━━━━━ Data for this exercise ━━━━━

//! Platform presentation surfaces for camblit frames.
//!
//! Android: the `ANativeWindow` behind a Java `Surface`, locked for one blit
//! and posted on unlock. Desktop: an in-memory `RgbaImage` with JPEG export
//! for previews and debugging.

#[cfg(target_os = "android")]
mod android;

#[cfg(target_os = "android")]
pub use android::{NativeWindowLock, NativeWindowSurface};

#[cfg(any(target_os = "macos", target_os = "linux", target_os = "windows"))]
mod desktop;

#[cfg(any(target_os = "macos", target_os = "linux", target_os = "windows"))]
pub use desktop::{ImageLock, ImageSurface};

━━━━━

- _Your goal_
Provide all the records again, word for word.

- _Exercise solution_
//! Platform presentation surfaces for camblit frames.
//!
//! Android: the `ANativeWindow` behind a Java `Surface`, locked for one blit
//! and posted on unlock. Desktop: an in-memory `RgbaImage` with JPEG export
//! for previews and debugging.

#[cfg(target_os = "android")]
mod android;

#[cfg(target_os = "android")]
pub use android::{NativeWindowLock, NativeWindowSurface};

#[cfg(any(target_os = "macos", target_os = "linux", target_os = "windows"))]
mod desktop;

#[cfg(any(target_os = "macos", target_os = "linux", target_os = "windows"))]
pub use desktop::{ImageLock, ImageSurface};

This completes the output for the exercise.